MacMillan's compositions engulfed the second half of the evening and an hour of his retro rhetoric proved wearying. This was far from the "superb and engaging" music that the programme booklet promised.

The gothic-tinged subject matter of both Woman of the Apocalypse and The Confession of Isobel Gowdie inspired much splashing about of orchestral colour.


And, when we were told that there would be even more "relentless pounding" at the end of Woman, some may have felt quite sated already.

Both pieces chopped and changed like a musical representation of attention deficit disorder and, regardless of their flashy orchestral garb, cliches are cliches and even more so when layered one upon the other.

Stalking trombone lines would have brought a blush to the cheeks of Liszt and Wagner, while quieter episodes often degenerated into meandering mood music.

Two MacMillan works were simply too much, but one did shudder at the thought of how a gentler piece might have coped with the penetrating buzz of air conditioning that persisted through the second half of the concert.

Earlier on, Lyell Cresswell's new song cycle The Clock Stops also had its problems, when the town hall intercom blared from outside during a particularly quiet passage.

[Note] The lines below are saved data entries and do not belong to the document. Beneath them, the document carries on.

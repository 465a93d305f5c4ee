use crate::cli::GenerateArgs;
use crate::config::{DEFAULT_CONFIG_FILE, ENV_PREFIX, PropdocConfig, defaults::*};
use crate::error::{ConfigError, Result};
use figment::{
    Figment,
    providers::{Env, Format as _, Json, Serialized},
};
use serde::Serialize;
use std::path::{Path, PathBuf};

/// Keys read from `PROPDOC_*` variables; any other `PROPDOC_` variable is left alone.
const ENV_KEYS: &[&str] = &[
    "paths",
    "output",
    "separator",
    "pretty",
    "extensions",
    "ignore",
    "watch",
    "module",
    "debounce_ms",
];

/// Values given on the command line.
///
/// Only flags that were actually passed are serialized, so absent flags never
/// clobber values from the config file or the environment.
#[derive(Debug, Default, Serialize)]
#[serde(rename_all = "camelCase")]
struct CliOverrides {
    #[serde(skip_serializing_if = "Vec::is_empty")]
    paths: Vec<PathBuf>,
    #[serde(skip_serializing_if = "Option::is_none")]
    output: Option<PathBuf>,
    #[serde(skip_serializing_if = "Option::is_none")]
    separator: Option<String>,
    #[serde(skip_serializing_if = "Option::is_none")]
    pretty: Option<bool>,
    #[serde(skip_serializing_if = "Option::is_none")]
    extensions: Option<Vec<String>>,
    #[serde(skip_serializing_if = "Option::is_none")]
    ignore: Option<Vec<String>>,
    #[serde(skip_serializing_if = "Option::is_none")]
    watch: Option<bool>,
    #[serde(skip_serializing_if = "Option::is_none")]
    module: Option<bool>,
}

impl From<&GenerateArgs> for CliOverrides {
    fn from(args: &GenerateArgs) -> Self {
        Self {
            paths: args.paths.clone(),
            output: args.output.clone(),
            separator: args.separator.clone(),
            pretty: args.pretty.then_some(true),
            extensions: args.extensions.clone(),
            ignore: args.ignore.clone(),
            watch: args.watch.then_some(true),
            module: args.module.then_some(true),
        }
    }
}

impl PropdocConfig {
    /// Load configuration from multiple sources.
    /// Priority: CLI args > environment variables > config file > defaults
    pub fn load(args: &GenerateArgs) -> Result<Self> {
        Self::load_with_fallback(args, Path::new(DEFAULT_CONFIG_FILE))
    }

    /// Like [`PropdocConfig::load`], reading `fallback` when `--config` is absent
    /// and `fallback` exists.
    pub fn load_with_fallback(args: &GenerateArgs, fallback: &Path) -> Result<Self> {
        let mut figment = Figment::new().merge(Serialized::defaults(Self::default_config()));

        let config_file = match &args.config {
            Some(path) if !path.exists() => {
                return Err(ConfigError::NotFound(path.clone()).into());
            }
            Some(path) => Some(path.clone()),
            None => fallback.exists().then(|| fallback.to_path_buf()),
        };

        if let Some(path) = config_file {
            tracing::debug!(config = %path.display(), "loading config file");
            figment = figment.merge(Json::file(path));
        }

        // PROPDOC_OUTPUT, PROPDOC_DEBOUNCE_MS, ...
        figment = figment.merge(
            Env::prefixed(ENV_PREFIX)
                .only(ENV_KEYS)
                .map(|key| snake_to_camel(key.as_str()).into()),
        );

        figment = figment.merge(Serialized::defaults(CliOverrides::from(args)));

        figment.extract().map_err(|e| {
            let field = if e.path.is_empty() {
                "configuration".to_string()
            } else {
                e.path.join(".")
            };
            ConfigError::InvalidValue {
                field,
                value: e.kind.to_string(),
                hint: "Check propdoc.config.json syntax, PROPDOC_* variables and field types"
                    .to_string(),
            }
            .into()
        })
    }

    /// Get default configuration values.
    pub fn default_config() -> Self {
        Self {
            paths: Vec::new(),
            output: default_output(),
            separator: None,
            pretty: false,
            extensions: default_extensions(),
            ignore: default_ignore(),
            watch: false,
            module: false,
            debounce_ms: default_debounce_ms(),
        }
    }
}

/// `debounce_ms` -> `debounceMs`, matching the config file's key style.
pub(crate) fn snake_to_camel(key: &str) -> String {
    let mut camel = String::with_capacity(key.len());
    let mut upper = false;
    for c in key.chars() {
        if c == '_' {
            upper = true;
        } else if upper {
            camel.extend(c.to_uppercase());
            upper = false;
        } else {
            camel.push(c);
        }
    }
    camel
}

The Clock Stops was a faith-affirming demonstration of what composing is all about. While MacMillan lashed on the primary hues with a house-painter's brush, Cresswell favoured the subtlety of the finest sable-hair.

Colours co-ordinated, with the clatter of col legno strings complementing sparks of percussion; roaring, brilliant climaxes, beautifully moulded, grew from the songs.

Fiona Farrell's 11 short poems, chronicling the modest pleasures and major disasters of urban life, gained a real cumulative power. Baritone Jonathan Lemalu, although suffering from laryngitis, was duly attentive to their understated beauties and truths.

Music review
What: New Zealand Symphony Orchestra
Where and when: Auckland Town Hall, Saturday.